As soloists and explorers of ensemble interaction Charlie Parker, Miles Davis, and John Coltrane are foundational to improvisational concepts; Jimi Hendrix opened “pictorial” vistas for me; Arnold Schoenberg, Elliott Carter and Charles Wuorinen are foundational to the compositional handling of post-tonal materials; the Studies by Conlon Nancarrow, although for player piano, implied to me the creative potential in composing for MIDI controlled synths and samplers; pieces by Karlheinz Stockhausen, Milton Babbitt, Mario Davidovsky and Arthur Kreiger showed me the creative and expressive potential in composing for sequenced electronic music plus live performers; recordings by Bjork and M.I.A. (among other current performers) are often lessons on studio mastery in the service of specific types of sonic surface, i.e. “sound” in the all-detail-subsuming electronic music sense.

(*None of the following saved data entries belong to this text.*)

//! # anyconvert
//!
//! Client-side orchestration for a remote file/website conversion service.
//!
//! ## Why this crate?
//!
//! The conversion service does the heavy lifting — rendering, format
//! translation, website crawling — but a client still has to shepherd each
//! submitted item through a multi-request protocol: upload it, submit the
//! conversion, poll the operation, reconcile inconsistent response shapes,
//! and resolve the item to a terminal state without letting one failure
//! take down its siblings. This crate is that shepherd, plus the shared
//! item store a multi-step wizard needs to survive restarts.
//!
//! ## Protocol Overview
//!
//! ```text
//! item (file or website)
//!  │
//!  ├─ 1. Upload    multipart upload, or local registration for websites
//!  ├─ 2. Select    caller sets target_format on the item
//!  ├─ 3. Convert   file: one request; website: bundle first, then convert
//!  ├─ 4. Poll      status until completed/failed, backoff + deadline
//!  └─ 5. Resolve   converted (result id, renamed) | error — then download
//! ```
//!
//! Items convert concurrently and independently; a run completes when every
//! item has settled.
//!
//! ## Quick Start
//!
//! ```rust,no_run
//! use anyconvert::{ItemPatch, ItemStore, Orchestrator, OrchestratorConfig};
//!
//! #[tokio::main]
//! async fn main() -> Result<(), Box<dyn std::error::Error>> {
//!     let config = OrchestratorConfig::builder()
//!         .base_url("https://convert.example.com/api")
//!         .build()?;
//!     let store = ItemStore::open("wizard.json")?;
//!     let orchestrator = Orchestrator::new(config, store)?;
//!
//!     let item = orchestrator.upload_file("report.docx").await?;
//!     orchestrator.store().update(&item.id, ItemPatch {
//!         target_format: Some("pdf".into()),
//!         ..Default::default()
//!     });
//!
//!     let summary = orchestrator.convert_all().await;
//!     println!("{}/{} converted", summary.converted_items, summary.total_items);
//!     Ok(())
//! }
//! ```
//!
//! ## Feature Flags
//!
//! | Feature | Default | Description |
//! |---------|---------|-------------|
//! | `cli`   | on      | Enables the `anyconvert` binary (clap + anyhow + tracing-subscriber + indicatif) |
//!
//! Disable `cli` when using only the library to avoid pulling in CLI-only deps:
//! ```toml
//! anyconvert = { version = "0.3", default-features = false }
//! ```

// ── Modules ──────────────────────────────────────────────────────────────

pub mod config;
pub mod convert;
pub mod error;
pub mod item;
pub mod remote;
pub mod store;
pub mod stream;
pub mod wizard;

// ── Re-exports ───────────────────────────────────────────────────────────

pub use config::{OrchestratorConfig, OrchestratorConfigBuilder};
pub use convert::{ConversionSummary, ItemOutcome, Orchestrator};
pub use error::{ConvertError, ItemError};
pub use item::{
    Item, ItemPatch, ItemStatus, Operation, OperationStatus, SITE_BUNDLE_FORMAT, SITE_FORMAT,
};
pub use remote::{BatchRequestEntry, DownloadedArtifact, ServiceClient, WebsiteRegistration};
pub use store::{ItemStore, StoreObserver};
pub use stream::{convert_items_stream, convert_stream, OutcomeStream};
pub use wizard::WizardStep;
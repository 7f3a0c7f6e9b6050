//! The boundary with the remote conversion service.
//!
//! [`client`] owns the HTTP plumbing; [`normalize`] owns the response
//! shapes. Endpoints disagree on field names and types for the same concept
//! (an operation id may arrive as a string or a number, a result file id as
//! a string or null), so each response type gets exactly one normalization
//! path into the canonical [`crate::item::Operation`] / [`crate::item::Item`]
//! shapes instead of field-name guesses at call sites.

pub mod client;
pub mod normalize;

pub use client::{BatchRequestEntry, DownloadedArtifact, ServiceClient};
pub use normalize::{BatchAccepted, BatchOperation, WebsiteRegistration};
//! Thin HTTP client for the remote conversion service.
//!
//! One method per contract endpoint, each returning the normalized shape.
//! Any non-2xx response is a failure signal: the body text is captured for
//! display and surfaced as [`ItemError::HttpStatus`] — the orchestrator
//! resolves the affected item to `error` without retrying.

use crate::config::OrchestratorConfig;
use crate::error::{ConvertError, ItemError};
use crate::item::Operation;
use crate::remote::normalize::{
    BatchAccepted, ConvertAcceptedRaw, OperationStatusRaw, UploadRaw, WebsiteRegistration,
};
use crate::item::Item;
use reqwest::multipart;
use serde::de::DeserializeOwned;
use serde_json::json;
use std::collections::HashMap;
use std::time::Duration;
use tracing::debug;

/// One entry of a batch-convert request: a file id or a URL plus the
/// desired output format.
#[derive(Debug, Clone, serde::Serialize)]
pub struct BatchRequestEntry {
    #[serde(skip_serializing_if = "Option::is_none")]
    pub source_file_id: Option<String>,
    #[serde(skip_serializing_if = "Option::is_none")]
    pub url: Option<String>,
    pub target_format: String,
}

/// A downloaded artifact: the raw bytes plus the filename the service
/// suggested via `Content-Disposition`, when it sent one.
#[derive(Debug)]
pub struct DownloadedArtifact {
    pub bytes: Vec<u8>,
    pub suggested_name: Option<String>,
}

/// HTTP client for the conversion service.
#[derive(Clone, Debug)]
pub struct ServiceClient {
    client: reqwest::Client,
    base_url: String,
}

impl ServiceClient {
    pub fn new(config: &OrchestratorConfig) -> Result<Self, ConvertError> {
        let client = reqwest::Client::builder()
            .timeout(Duration::from_secs(config.api_timeout_secs))
            .build()
            .map_err(|e| ConvertError::HttpClientBuild(e.to_string()))?;
        Ok(ServiceClient {
            client,
            base_url: config.base_url.trim_end_matches('/').to_string(),
        })
    }

    pub fn base_url(&self) -> &str {
        &self.base_url
    }

    fn url(&self, path: &str) -> String {
        format!("{}{}", self.base_url, path)
    }

    // ── Uploads ───────────────────────────────────────────────────────────

    /// Upload file bytes as multipart form data; returns the tracked item
    /// the service's response describes.
    pub async fn upload_file(
        &self,
        filename: &str,
        bytes: Vec<u8>,
        user_id: Option<&str>,
    ) -> Result<Item, ItemError> {
        let original_format = crate::item::extension_of(filename);
        let mut form = multipart::Form::new()
            .part(
                "file",
                multipart::Part::bytes(bytes).file_name(filename.to_string()),
            )
            .text("original_format", original_format);
        if let Some(user_id) = user_id {
            form = form.text("user_id", user_id.to_string());
        }

        let response = self
            .client
            .post(self.url("/upload"))
            .multipart(form)
            .send()
            .await
            .map_err(ItemError::from_reqwest)?;
        let raw: UploadRaw = Self::read_json(response).await?;
        Ok(raw.into_item())
    }

    /// Register a website with the service ahead of conversion.
    ///
    /// The returned `file_id` is nullable; a registration without an
    /// artifact id is normal.
    pub async fn register_website(
        &self,
        url: &str,
        name: Option<&str>,
        format: Option<&str>,
        user_id: Option<&str>,
    ) -> Result<WebsiteRegistration, ItemError> {
        let mut body = json!({ "url": url });
        if let Some(name) = name {
            body["name"] = json!(name);
        }
        if let Some(format) = format {
            body["format"] = json!(format);
        }
        if let Some(user_id) = user_id {
            body["user_id"] = json!(user_id);
        }
        self.post_json("/upload/website", &body).await
    }

    // ── Conversion ────────────────────────────────────────────────────────

    /// Submit a file conversion: `source_file_id` → `target_format`.
    pub async fn convert_file(
        &self,
        source_file_id: &str,
        target_format: &str,
        user_id: &str,
    ) -> Result<Operation, ItemError> {
        let body = json!({
            "source_file_id": source_file_id,
            "target_format": target_format,
            "user_id": user_id,
        });
        let raw: ConvertAcceptedRaw = self.post_json("/convert", &body).await?;
        Ok(raw.into_operation())
    }

    /// Submit a website conversion: `url` → `target_format`.
    pub async fn convert_website(
        &self,
        url: &str,
        target_format: &str,
        user_id: &str,
    ) -> Result<Operation, ItemError> {
        let body = json!({
            "url": url,
            "target_format": target_format,
            "user_id": user_id,
        });
        let raw: ConvertAcceptedRaw = self.post_json("/convert/website", &body).await?;
        Ok(raw.into_operation())
    }

    /// Submit several conversions in one request.
    pub async fn batch_convert(
        &self,
        operations: &[BatchRequestEntry],
        user_id: &str,
    ) -> Result<BatchAccepted, ItemError> {
        let body = json!({
            "operations": operations,
            "user_id": user_id,
        });
        self.post_json("/batch-convert", &body).await
    }

    // ── Status ────────────────────────────────────────────────────────────

    /// Fetch the current status of a file-conversion operation.
    pub async fn operation_status(&self, operation_id: &str) -> Result<Operation, ItemError> {
        let raw: OperationStatusRaw = self
            .get_json(&format!("/operations/{operation_id}"))
            .await?;
        Ok(raw.into_operation(operation_id))
    }

    /// Fetch the current status of a website-bundling operation.
    pub async fn website_status(&self, operation_id: &str) -> Result<Operation, ItemError> {
        let raw: OperationStatusRaw = self
            .get_json(&format!("/websites/{operation_id}/status"))
            .await?;
        Ok(raw.into_operation(operation_id))
    }

    // ── Download + reference data ─────────────────────────────────────────

    /// Fetch an artifact's bytes and the `Content-Disposition` filename
    /// hint, when the service sends one.
    pub async fn download(&self, file_id: &str) -> Result<DownloadedArtifact, ItemError> {
        let response = self
            .client
            .get(self.url(&format!("/download/{file_id}")))
            .send()
            .await
            .map_err(ItemError::from_reqwest)?;
        let response = Self::check_status(response).await?;

        let suggested_name = response
            .headers()
            .get(reqwest::header::CONTENT_DISPOSITION)
            .and_then(|v| v.to_str().ok())
            .and_then(content_disposition_filename);

        let bytes = response
            .bytes()
            .await
            .map_err(ItemError::from_reqwest)?
            .to_vec();
        debug!("Downloaded {} bytes for '{file_id}'", bytes.len());

        Ok(DownloadedArtifact {
            bytes,
            suggested_name,
        })
    }

    /// The service's source-format → target-formats matrix.
    pub async fn supported_conversions(&self) -> Result<HashMap<String, Vec<String>>, ItemError> {
        self.get_json("/supported-conversions").await
    }

    // ── Internals ─────────────────────────────────────────────────────────

    async fn get_json<T: DeserializeOwned>(&self, path: &str) -> Result<T, ItemError> {
        let response = self
            .client
            .get(self.url(path))
            .send()
            .await
            .map_err(ItemError::from_reqwest)?;
        Self::read_json(response).await
    }

    async fn post_json<T: DeserializeOwned, B: serde::Serialize>(
        &self,
        path: &str,
        body: &B,
    ) -> Result<T, ItemError> {
        let response = self
            .client
            .post(self.url(path))
            .json(body)
            .send()
            .await
            .map_err(ItemError::from_reqwest)?;
        Self::read_json(response).await
    }

    /// Map a non-2xx response to [`ItemError::HttpStatus`], keeping the
    /// body text for display.
    async fn check_status(response: reqwest::Response) -> Result<reqwest::Response, ItemError> {
        let status = response.status();
        if status.is_success() {
            return Ok(response);
        }
        let detail = response
            .text()
            .await
            .unwrap_or_else(|_| "Unknown error".to_string());
        Err(ItemError::HttpStatus {
            status: status.as_u16(),
            detail,
        })
    }

    async fn read_json<T: DeserializeOwned>(response: reqwest::Response) -> Result<T, ItemError> {
        let response = Self::check_status(response).await?;
        let bytes = response.bytes().await.map_err(ItemError::from_reqwest)?;
        serde_json::from_slice(&bytes).map_err(|e| ItemError::MalformedResponse {
            detail: e.to_string(),
        })
    }
}

/// Extract the `filename=` parameter from a `Content-Disposition` header
/// value. Handles the quoted and unquoted forms; the RFC 5987 `filename*=`
/// form is not used by the service and is ignored.
fn content_disposition_filename(value: &str) -> Option<String> {
    value.split(';').find_map(|part| {
        let part = part.trim();
        let rest = part.strip_prefix("filename=")?;
        let name = rest.trim_matches('"').trim();
        (!name.is_empty()).then(|| name.to_string())
    })
}
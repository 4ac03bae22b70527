use chrono::{Duration, Utc};
use nanoid::nanoid;
use sea_orm::{
    ActiveModelTrait, ActiveValue::Set, ColumnTrait, DatabaseConnection, EntityTrait, QueryFilter,
    SqlErr,
};
use serde::Serialize;
use utoipa::ToSchema;

use crate::{
    argon_hasher::ArgonHasher,
    entities::{prelude::*, sea_orm_active_enums::Role, user},
    errors::ApiError,
    refresh_token_store::RefreshTokenStore,
    token_issuer::TokenIssuer,
};

#[derive(Debug, Serialize, ToSchema)]
#[serde(rename_all = "camelCase")]
pub struct TokenPair {
    pub access_token: String,
    pub refresh_token: String,
}

#[derive(Debug, Serialize, ToSchema)]
#[serde(rename_all = "camelCase")]
pub struct RefreshedToken {
    pub new_access_token: String,
}

/// Identity profile returned to clients. Never carries the password hash.
#[derive(Debug, Serialize, ToSchema)]
#[serde(rename_all = "camelCase")]
pub struct UserData {
    pub id: String,
    pub full_name: String,
    pub first_name: String,
    pub last_name: String,
    pub user_name: Option<String>,
    pub email: String,
    pub role: Role,
}

pub struct NewUser {
    pub first_name: String,
    pub last_name: String,
    pub user_name: Option<String>,
    pub email: String,
    pub password: String,
}

/// Orchestrates login, registration, token refresh and session revocation.
/// All refresh-token state changes go through the store contract.
#[derive(Clone)]
pub struct SessionManager {
    db: DatabaseConnection,
    tokens: TokenIssuer,
    refresh_tokens: RefreshTokenStore,
    hasher: ArgonHasher,
}

impl SessionManager {
    pub fn new(
        db: DatabaseConnection,
        tokens: TokenIssuer,
        refresh_tokens: RefreshTokenStore,
        hasher: ArgonHasher,
    ) -> Self {
        Self {
            db,
            tokens,
            refresh_tokens,
            hasher,
        }
    }

    /// Sign both tokens, then persist the refresh token. The row is written
    /// only after both signatures succeeded.
    async fn issue_session(&self, user: &user::Model) -> Result<TokenPair, ApiError> {
        let access_token = self.tokens.issue_access_token(user)?;
        let refresh_token = self.tokens.issue_refresh_token(user)?;

        let expires_at =
            (Utc::now() + Duration::days(self.tokens.refresh_token_days())).fixed_offset();
        self.refresh_tokens
            .create(&user.id, &refresh_token, expires_at)
            .await?;

        Ok(TokenPair {
            access_token,
            refresh_token,
        })
    }

    pub async fn register(&self, new_user: NewUser) -> Result<TokenPair, ApiError> {
        let existing = User::find()
            .filter(user::Column::Email.eq(&new_user.email))
            .one(&self.db)
            .await?;
        if existing.is_some() {
            return Err(ApiError::Conflict("Email is already in use".to_string()));
        }

        let hashed = self
            .hasher
            .hash(new_user.password.as_bytes())
            .await
            .map_err(|e| ApiError::Hash(e.to_string()))?;

        let user = user::ActiveModel {
            id: Set(nanoid!()),
            first_name: Set(new_user.first_name),
            last_name: Set(new_user.last_name),
            user_name: Set(new_user.user_name),
            email: Set(new_user.email),
            password: Set(hashed),
            role: Set(Role::User),
            otp: Set(None),
            otp_expires_at: Set(None),
            created_at: Set(Utc::now().fixed_offset()),
        };

        let user = match user.insert(&self.db).await {
            Ok(user) => user,
            // A concurrent registration can slip past the lookup above; the
            // unique index on email turns the loser into the same conflict.
            Err(e) if matches!(e.sql_err(), Some(SqlErr::UniqueConstraintViolation(_))) => {
                return Err(ApiError::Conflict("Email is already in use".to_string()));
            }
            Err(e) => return Err(e.into()),
        };

        self.issue_session(&user).await
    }

    pub async fn login(&self, email: &str, password: &str) -> Result<TokenPair, ApiError> {
        let user = User::find()
            .filter(user::Column::Email.eq(email))
            .one(&self.db)
            .await?
            .ok_or_else(|| ApiError::Unauthorized("Invalid email".to_string()))?;

        let password_ok = self
            .hasher
            .verify(password.as_bytes(), &user.password)
            .await
            .unwrap_or(false);
        if !password_ok {
            return Err(ApiError::Unauthorized("Invalid password".to_string()));
        }

        self.issue_session(&user).await
    }

    pub async fn get_identity(&self, user_id: &str) -> Result<UserData, ApiError> {
        let user = User::find_by_id(user_id)
            .one(&self.db)
            .await?
            .ok_or_else(|| ApiError::NotFound("User not found".to_string()))?;

        Ok(UserData {
            full_name: format!("{} {}", user.first_name, user.last_name),
            id: user.id,
            first_name: user.first_name,
            last_name: user.last_name,
            user_name: user.user_name,
            email: user.email,
            role: user.role,
        })
    }

    /// Exchange a refresh token for a fresh access token. The refresh token
    /// itself is not rotated; it stays usable until its own expiry or an
    /// explicit logout.
    pub async fn refresh(&self, refresh_token: &str) -> Result<RefreshedToken, ApiError> {
        self.try_refresh(refresh_token).await.map_err(|e| {
            ApiError::Unauthorized(format!("Could not refresh access token: {e}"))
        })
    }

    async fn try_refresh(&self, refresh_token: &str) -> Result<RefreshedToken, ApiError> {
        let claims = self.tokens.verify_refresh(refresh_token)?;

        if !self
            .refresh_tokens
            .is_valid(&claims.sub, refresh_token)
            .await?
        {
            return Err(ApiError::Unauthorized("Invalid refresh token".to_string()));
        }

        let user = User::find_by_id(claims.sub.as_str())
            .one(&self.db)
            .await?
            .ok_or_else(|| ApiError::NotFound("User not found".to_string()))?;

        let new_access_token = self.tokens.issue_access_token(&user)?;

        Ok(RefreshedToken { new_access_token })
    }

    pub async fn logout(&self, refresh_token: &str) -> Result<String, ApiError> {
        self.try_logout(refresh_token, false)
            .await
            .map_err(|e| ApiError::Unauthorized(format!("Could not logout: {e}")))
    }

    /// Revoke every session the owning user holds, across all devices.
    pub async fn logout_all_sessions(&self, refresh_token: &str) -> Result<String, ApiError> {
        self.try_logout(refresh_token, true)
            .await
            .map_err(|e| ApiError::Unauthorized(format!("Could not logout: {e}")))
    }

    async fn try_logout(&self, refresh_token: &str, everywhere: bool) -> Result<String, ApiError> {
        let claims = self.tokens.verify_refresh(refresh_token)?;

        let record = self
            .refresh_tokens
            .find_by_user_and_token(&claims.sub, refresh_token)
            .await?
            .ok_or_else(|| ApiError::Unauthorized("Invalid refresh token".to_string()))?;

        if everywhere {
            // Delete by the owner recorded on the matched row, not by the
            // token's claims.
            self.refresh_tokens
                .delete_all_by_user(&record.user_id)
                .await?;
        } else {
            self.refresh_tokens.delete_by_id(&record.id).await?;
        }

        Ok("Logged out successfully".to_string())
    }
}
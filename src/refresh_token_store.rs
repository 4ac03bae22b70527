use chrono::Utc;
use nanoid::nanoid;
use sea_orm::{
    ActiveModelTrait, ActiveValue::Set, ColumnTrait, DatabaseConnection, EntityTrait, QueryFilter,
    prelude::DateTimeWithTimeZone,
};

use crate::{
    entities::{prelude::*, refresh_token},
    errors::ApiError,
};

/// Sole owner of refresh-token rows. The session manager never creates or
/// deletes rows directly; every mutation goes through this contract.
#[derive(Clone)]
pub struct RefreshTokenStore {
    db: DatabaseConnection,
}

impl RefreshTokenStore {
    pub fn new(db: DatabaseConnection) -> Self {
        Self { db }
    }

    pub async fn create(
        &self,
        user_id: &str,
        token: &str,
        expires_at: DateTimeWithTimeZone,
    ) -> Result<refresh_token::Model, ApiError> {
        let record = refresh_token::ActiveModel {
            id: Set(nanoid!()),
            user_id: Set(user_id.to_string()),
            token: Set(token.to_string()),
            expires_at: Set(expires_at),
            created_at: Set(Utc::now().fixed_offset()),
        };

        Ok(record.insert(&self.db).await?)
    }

    pub async fn find_by_user_and_token(
        &self,
        user_id: &str,
        token: &str,
    ) -> Result<Option<refresh_token::Model>, ApiError> {
        Ok(RefreshToken::find()
            .filter(refresh_token::Column::UserId.eq(user_id))
            .filter(refresh_token::Column::Token.eq(token))
            .one(&self.db)
            .await?)
    }

    pub async fn delete_by_id(&self, id: &str) -> Result<(), ApiError> {
        RefreshToken::delete_by_id(id).exec(&self.db).await?;
        Ok(())
    }

    pub async fn delete_all_by_user(&self, user_id: &str) -> Result<u64, ApiError> {
        let res = RefreshToken::delete_many()
            .filter(refresh_token::Column::UserId.eq(user_id))
            .exec(&self.db)
            .await?;

        Ok(res.rows_affected)
    }

    /// A token is valid only if a row exists for (user, token) AND the row
    /// has not expired. An expired row found here is removed before the
    /// token is reported invalid.
    pub async fn is_valid(&self, user_id: &str, token: &str) -> Result<bool, ApiError> {
        let Some(record) = self.find_by_user_and_token(user_id, token).await? else {
            return Ok(false);
        };

        if record.expires_at < Utc::now() {
            self.delete_by_id(&record.id).await?;
            return Ok(false);
        }

        Ok(true)
    }
}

AP: What are you currently working on?
SL: I’m currently wrapping up work on my third CD; having the disc mastered, preparing print materials for the liner, cover art, etc.
AP: Where can folks hear you play (performances, recordings, website)?
The best way is to check out the records. They’re all available at the usual locations; iTunes, the record label websites (SteepleChase Records and Bridge Records), etc. Beyond that I’m really among the world’s worst self promoters, ha. I don’t yet have a website and I withdrew from performing (for several reasons) years ago although I’ve never thought of that decision as a final verdict. I do have a myspace but I rarely bother with it. Finally, although there’s no music on my page, I would love to be friended through facebook; I’m there every day at some point and it would be very uplifting to make contact with people who are interested in my music; I would really welcome the opportunity to chat with them in cyberspace. Steve Lampert on Facebook
AP: On the show that I played your tunes Metaloids and S-h-r-i-n-g, I also played a bunch of Kenny Dorham. How do you feel about that?
SL: I love that idea. While I accept, in a general way, the conceptual idea of cultural continuums, I reject the idea of genres and labels in music; I love the idea of mixing “past masters” with “current progress” both within and between cultural continuums.
AP: What advice do you have for aspiring musicians?
SL: Don’t allow your ego to define your evolution. What you “think” you are may demand adjustment over time; go where your music demands that you go.
AP: When are you coming to Oberlin to play?
SL: This question should really be “when are you going to play somewhere other than in your apartment or a studio?” ha. I don’t have an answer but I really do appreciate YOUR question very much.
Aidan, sincere thanks for giving me this opportunity to reach your listeners.